“She’s Going to Be Your Legacy”: What One Employee Taught Me About Growth, Grace, and Systems That Fail People
While interviewing for an executive assistant position, I met a young African American woman who seemed to have a lot of potential. She was personable and charismatic, but there were other, more qualified candidates for the position I was looking to fill. I couldn’t offer her that job, but I wanted to offer her another opportunity—one that gave her time to grow—and she started that job with a lot of enthusiasm.
Over the next few months, her lack of experience became glaringly obvious. I had assumed my proximity would be helpful and that I could coach her to become the model employee I knew she could be. She made mistakes, arrived late, kept a tab open with Netflix running on it, and there were just so many instances I couldn’t keep up with.
Her supervisor had wrongly assumed that, because I had championed this employee, he couldn’t follow the progressive steps of discipline. By the time I learned she had not been meeting expectations, he was frustrated and called me to say, “She’s going to be your legacy—you have to let her go.”
Eventually, that cross came to bear. I saw her years later, and it looked like she was thriving—I was happy for her. But I couldn’t shake that quote: “She’s going to be your legacy.”
This was a company I had helped grow from just nine staff and two sites to over thirty learning centers in the span of two years. I had worked with community partners to establish easier pipelines for enrollment and coached leaders from a range of backgrounds. And yet, the way he saw it, none of that mattered—I was throwing it all away to support this one person.

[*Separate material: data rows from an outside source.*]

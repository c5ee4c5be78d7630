//! Quiz simulation engine — runs N participants through the random-answer model.
//!
//! Each participant answers every question with an independent uniform draw
//! from `[1, num_options]`; a draw is correct when it equals the designated
//! correct option. The raw correct count follows
//! Binomial(`num_questions`, `1/num_options`); the knowledge shift is added
//! on top and the result clamped at `num_questions`.
//!
//! The runner owns the aggregation: scores stream into a fresh
//! [`ScoreAggregator`] and the finished distribution is handed back
//! read-only inside a [`SimulationRun`].

use rand::rngs::SmallRng;
use rand::{Rng, SeedableRng};

use crate::config::{ConfigError, QuizConfig};

use super::distribution::{FrequencyDistribution, ScoreAggregator};

/// Draw one answer uniformly from `[1, num_options]`.
#[inline(always)]
fn draw_answer(rng: &mut SmallRng, num_options: u32) -> u32 {
    rng.random_range(1..=num_options)
}

/// Simulate a single participant's quiz attempt, returning the final score.
///
/// The designated correct option is fixed at the last option (value
/// `num_options`); since all options are drawn uniformly, the choice does
/// not affect the output distribution. The shifted score never exceeds
/// `num_questions`.
pub fn simulate_participant_score(config: &QuizConfig, rng: &mut SmallRng) -> u32 {
    let mut raw_correct = 0u32;
    for _ in 0..config.num_questions {
        if draw_answer(rng, config.num_options) == config.num_options {
            raw_correct += 1;
        }
    }
    config
        .num_questions
        .min(raw_correct.saturating_add(config.knowledge_shift))
}

/// One completed simulation batch: the echoed configuration, the participant
/// count, and the finished score distribution.
#[derive(Clone, Debug)]
pub struct SimulationRun {
    pub config: QuizConfig,
    pub num_participants: u64,
    pub distribution: FrequencyDistribution,
}

/// Run the full simulation: validate the config, simulate `num_participants`
/// attempts, and aggregate the scores.
///
/// Validation happens before any entropy is consumed; an invalid config
/// produces no partial state. Zero participants yields an empty
/// distribution, not an error. Consumes exactly
/// `num_participants * num_questions` draws from `rng` in sequence, so a
/// seeded source gives reproducible distributions.
pub fn run_simulation(
    config: &QuizConfig,
    num_participants: u64,
    rng: &mut SmallRng,
) -> Result<SimulationRun, ConfigError> {
    config.validate()?;

    let mut aggregator = ScoreAggregator::new();
    for _ in 0..num_participants {
        aggregator.add_score(simulate_participant_score(config, rng));
    }

    Ok(SimulationRun {
        config: *config,
        num_participants,
        distribution: aggregator.into_distribution(),
    })
}

/// Convenience wrapper: run with a `SmallRng` seeded from `seed`.
pub fn run_simulation_seeded(
    config: &QuizConfig,
    num_participants: u64,
    seed: u64,
) -> Result<SimulationRun, ConfigError> {
    let mut rng = SmallRng::seed_from_u64(seed);
    run_simulation(config, num_participants, &mut rng)
}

What he meant as an insult—“she’s going to be your legacy”—stuck with me because he was right, but not in the way he thought. My legacy wasn’t that she failed; it was that I tried to make room for someone the system wouldn’t have. It showed me how quickly organizations praise growth in numbers but resist growth in people. If I had to choose again, I’d still give her the chance—but I’d make sure I built the support she needed to thrive.
Too often, we assume that people arrive fully equipped with the skills they need to succeed. But the truth is, those skills must be developed—and that development requires time, structure, and belief.
The VibeCheck Reflection
At VibeCheck, we see this story play out every day—organizations that want to champion emerging talent but don’t have the systems in place to sustain that growth. Leadership programs, onboarding, coaching, and feedback loops are often reactive instead of intentional.
When employees struggle, it’s rarely a “people problem.” It’s a system problem.System problems can be fixed—with honest data, transparent conversations, and a commitment to build environments where people can actually thrive.